David Stockman served as the Budget Director in the Reagan Admin. He had some choice words in summary. He said, "The real problem is the de-facto policy of both parties is default. When the Republicans say no tax increases, they are saying we want the US government to default. Because there is not enough political will in this country to solve the problem even halfway on spending cuts. When the Democrats say you cannot touch Social Security, when you have Obama sponsoring a war budget for defense that is even bigger than Bush, then I say the policy of the White House is default as well. That is the question that really needs to be understood better and appraised by the bond market. Both parties are advocating default even as they point the finger at each other."

NEW HAT TRICK LETTER REPORT

The Hat Trick Letter made a key change in the May reports. Since most every major systemic failure forecast recorded, explained, and repeated since 2004 has come true, and the USEconomy is in deterioration with a squeeze underway, and the US financial system is insolvent, and the US Housing market also suffers widespread negative equity (28.4% of homes), no great need or interest is served in delineating the home foreclosure statistics, the personal bankruptcies, bloated bank hidden inventory of unsold homes, the wrecked mortgage bond market, the jobless claims that cannot revive, or the banker games to conceal the reason why they lend little. Items do appear in the Introduction sections. Instead, the Macro Economic Report for the Hat Trick Letter has given way to the Global Money War Report for full discussion and analysis of the Competing Currency Wars, the debt soaked tattered sovereign bonds, the crumbling monetary system, the discredited central banks, and the acceptance of hyper monetary inflation as a solution. The Gold & Currency Report will continue, which covers the details at the ground level with many stories on investment demand, on exchange traded fund frauds (good and bad), on certain economic stories in beleaguered nations like Japan and Spain, like threats of default in nations like Greece, soon to be followed by other PIIGS nations, and details on the Chinese Economy. 

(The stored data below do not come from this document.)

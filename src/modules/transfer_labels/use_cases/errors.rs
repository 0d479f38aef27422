use crate::modules::transfer_labels::use_cases::submit_transfer_form::decision::ValidationError;
use crate::shared::infrastructure::event_store::EventStoreError;
use thiserror::Error;

#[derive(Debug, Error)]
pub enum ApplicationError {
    #[error("domain rejected: {0}")]
    Validation(#[from] ValidationError),

    #[error(transparent)]
    VersionConflict(#[from] EventStoreError),

    #[error("unexpected: {0}")]
    Unexpected(String),
}
// Event store port.
//
// The session record is never mutated in place: every submission or navigation
// is appended to a stream and the current state is folded from it.

pub mod in_memory;

use async_trait::async_trait;
use thiserror::Error;

#[derive(Debug, Error)]
pub enum EventStoreError {
    #[error("version mismatch: expected {expected}, actual {actual}")]
    VersionMismatch { expected: i64, actual: i64 },

    #[error("backend error: {0}")]
    Backend(String),
}

#[derive(Debug, Clone)]
pub struct LoadedStream<E> {
    pub events: Vec<E>,
    pub version: i64,
}

#[async_trait]
pub trait EventStore<Event: Clone + Send + Sync + 'static>: Send + Sync {
    async fn load(&self, stream_id: &str) -> Result<LoadedStream<Event>, EventStoreError>;
    async fn append(
        &self,
        stream_id: &str,
        expected_version: i64,
        new_events: &[Event],
    ) -> Result<(), EventStoreError>;
}
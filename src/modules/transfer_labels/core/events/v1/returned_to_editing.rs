use serde::{Deserialize, Serialize};

#[derive(Debug, Clone, Serialize, Deserialize, PartialEq, Eq)]
pub struct ReturnedToEditingV1 {
    pub returned_at: i64,
}
pub mod shared {
    pub mod core {
        pub mod html;
    }
    pub mod infrastructure {
        pub mod event_store;
        pub mod notification_outbox;
    }
}

pub mod modules {
    pub mod transfer_labels {
        pub mod core {
            pub mod events;
            pub mod evolve;
            pub mod intents;
            pub mod labels;
            pub mod notification;
            pub mod record;
            pub mod state;
        }
        pub mod barcode;
        pub mod use_cases {
            pub mod errors;
            pub mod session_query;
            pub mod submit_transfer_form {
                pub mod command;
                pub mod decide;
                pub mod decision;
                pub mod handler;
                pub mod inbound {
                    pub mod form_view;
                    pub mod graphql;
                    pub mod http;
                }
            }
            pub mod return_to_editing {
                pub mod decide;
                pub mod handler;
                pub mod inbound {
                    pub mod graphql;
                    pub mod http;
                }
            }
            pub mod preview_label {
                pub mod label_view;
                pub mod render;
                pub mod inbound {
                    pub mod graphql;
                    pub mod http;
                }
            }
            pub mod print_label {
                pub mod composer;
                pub mod document;
                pub mod format;
                pub mod job;
                pub mod print_context;
                pub mod inbound {
                    pub mod graphql;
                    pub mod http;
                }
            }
        }
        pub mod adapters {
            pub mod outbound {
                pub mod intent_outbox;
                pub mod print_context_in_memory;
            }
        }
    }
}

pub mod shell;
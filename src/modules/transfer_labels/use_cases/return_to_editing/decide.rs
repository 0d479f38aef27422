use crate::modules::transfer_labels::core::{
    events::{TransferSessionEvent, v1::returned_to_editing::ReturnedToEditingV1},
    state::TransferSessionState,
};

/// Leaving the preview only needs recording when a preview is showing.
pub fn decide_return(state: &TransferSessionState, returned_at: i64) -> Vec<TransferSessionEvent> {
    match state {
        TransferSessionState::Previewing { .. } => {
            vec![TransferSessionEvent::ReturnedToEditingV1(
                ReturnedToEditingV1 { returned_at },
            )]
        }
        _ => Vec::new(),
    }
}
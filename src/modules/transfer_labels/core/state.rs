use crate::modules::transfer_labels::core::record::TransferRecord;

/// The two views of the tool.
#[derive(Debug, Clone, Copy, PartialEq, Eq)]
pub enum ActiveView {
    Edit,
    Preview,
}

impl ActiveView {
    pub fn as_str(self) -> &'static str {
        match self {
            ActiveView::Edit => "form",
            ActiveView::Preview => "preview",
        }
    }
}

#[derive(Debug, Clone, PartialEq, Eq)]
pub enum TransferSessionState {
    Empty,
    Previewing {
        record: TransferRecord,
        submitted_at: i64,
    },
    /// Back on the form. The last record stays current until a new submission
    /// replaces it.
    Editing {
        record: TransferRecord,
        submitted_at: i64,
    },
}

impl TransferSessionState {
    pub fn current_record(&self) -> Option<&TransferRecord> {
        match self {
            TransferSessionState::Empty => None,
            TransferSessionState::Previewing { record, .. }
            | TransferSessionState::Editing { record, .. } => Some(record),
        }
    }

    pub fn active_view(&self) -> ActiveView {
        match self {
            TransferSessionState::Previewing { .. } => ActiveView::Preview,
            _ => ActiveView::Edit,
        }
    }
}

#[cfg(test)]
mod transfer_session_state_tests {
    use super::*;
    use crate::tests::fixtures::records::make_transfer_record;
    use rstest::rstest;

    #[rstest]
    fn it_should_create_the_empty_state() {
        let state = TransferSessionState::Empty;
        assert_eq!(state.current_record(), None);
        assert_eq!(state.active_view(), ActiveView::Edit);
    }

    #[rstest]
    fn it_should_expose_the_record_while_previewing() {
        let state = TransferSessionState::Previewing {
            record: make_transfer_record(),
            submitted_at: 1_700_000_000_000,
        };
        assert_eq!(state.current_record(), Some(&make_transfer_record()));
        assert_eq!(state.active_view(), ActiveView::Preview);
    }

    #[rstest]
    fn it_should_keep_the_record_while_editing() {
        let state = TransferSessionState::Editing {
            record: make_transfer_record(),
            submitted_at: 1_700_000_000_000,
        };
        assert_eq!(state.current_record(), Some(&make_transfer_record()));
        assert_eq!(state.active_view(), ActiveView::Edit);
    }
}
use axum::{
    extract::{Query, State},
    http::StatusCode,
    response::{Html, IntoResponse},
};
use serde::Deserialize;

use crate::modules::transfer_labels::use_cases::print_label::composer::PrintError;
use crate::modules::transfer_labels::use_cases::print_label::format::PrintFormat;
use crate::shell::state::AppState;

#[derive(Deserialize)]
pub struct PrintParams {
    #[serde(default)]
    pub format: PrintFormat,
    pub quantity_pieces: Option<String>,
    pub invoice_number: Option<String>,
}

/// GET `/print`: the standalone print document for the current record.
pub async fn handle(
    State(state): State<AppState>,
    Query(params): Query<PrintParams>,
) -> impl IntoResponse {
    let session = match state.queries.current_state().await {
        Ok(session) => session,
        Err(_) => return StatusCode::INTERNAL_SERVER_ERROR.into_response(),
    };
    let Some(record) = session.current_record() else {
        return StatusCode::CONFLICT.into_response();
    };
    let extension = state.label_extension(params.quantity_pieces, params.invoice_number);

    let outcome = match state
        .print_composer
        .print(record, &extension, params.format)
        .await
    {
        Ok(outcome) => outcome,
        Err(PrintError::Unavailable(_)) => return StatusCode::SERVICE_UNAVAILABLE.into_response(),
        Err(error) => {
            tracing::error!(%error, "print job failed");
            return StatusCode::INTERNAL_SERVER_ERROR.into_response();
        }
    };

    match state.print_context.take(outcome.job_id).await {
        Some(sheet) => match sheet.document {
            Some(document) => Html(document.to_html(sheet.print_requested)).into_response(),
            None => StatusCode::INTERNAL_SERVER_ERROR.into_response(),
        },
        None => StatusCode::INTERNAL_SERVER_ERROR.into_response(),
    }
}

So the Hat Trick Letter has adapted with a higher level gold report to cover the monetary war in progress, and a lower level gold report to cover the global reaction geared toward survival. That survival is assured by investment in Gold & Silver. The ugly irony is that the major financial news networks comprehend little if anything about the motives and principal factors behind the powerful precious metals bull market. They only focus on inflation (which they deny as part of the propaganda machine) and geopolitical tensions (which are valid but secondary). They overlook that the global monetary system is in ruins and the central banks have morphed into hyper inflation nuclear reactors, with the cost of money at zero acting like a foot stuck on the accelerator. They do not properly assess the monetary system ruin, nor the bank insolvency ruin.

GLOBAL FACTORS

The global monetary war has mushroomed. Greece is set to default on its debt, the signs all loud & clear. Spain is ready to be bailed out, its economy sliding backwards fast. The impact of a default in Europe is magnificent and all horrendous. Banks will fail. The motive for continued band-aid bailouts that only buy time and fix nothing have been to enable banks to redeem their debt, just like in the United States. Bond holders have been protected. Dominique Strauss-Kahn urged Irish Govt bond holders to take a significant haircut loss, his final sin. The first sin was the promotion of the SDR from the Intl Monetary Fund, whose basket of currencies would be used in global bank reserves. His second sin was the introductory concept of an SDR-based debt instrument, as in a global bond. To supplant the USDollar and USTBond is cause for removal, with bond holder losses the icing on the prison cake. The European kettle is ready to boil over again, with nothing fixed. The wild card is the Credit Default Swaps, those curious devices that lurk within hidden banking systems. A Greek Govt default would set events in motion, and likely reveal the profound fraud and insolvency of European banks. The kicker could be the contagion to the British and American banks. The Western banks are all interwoven in a grand incest.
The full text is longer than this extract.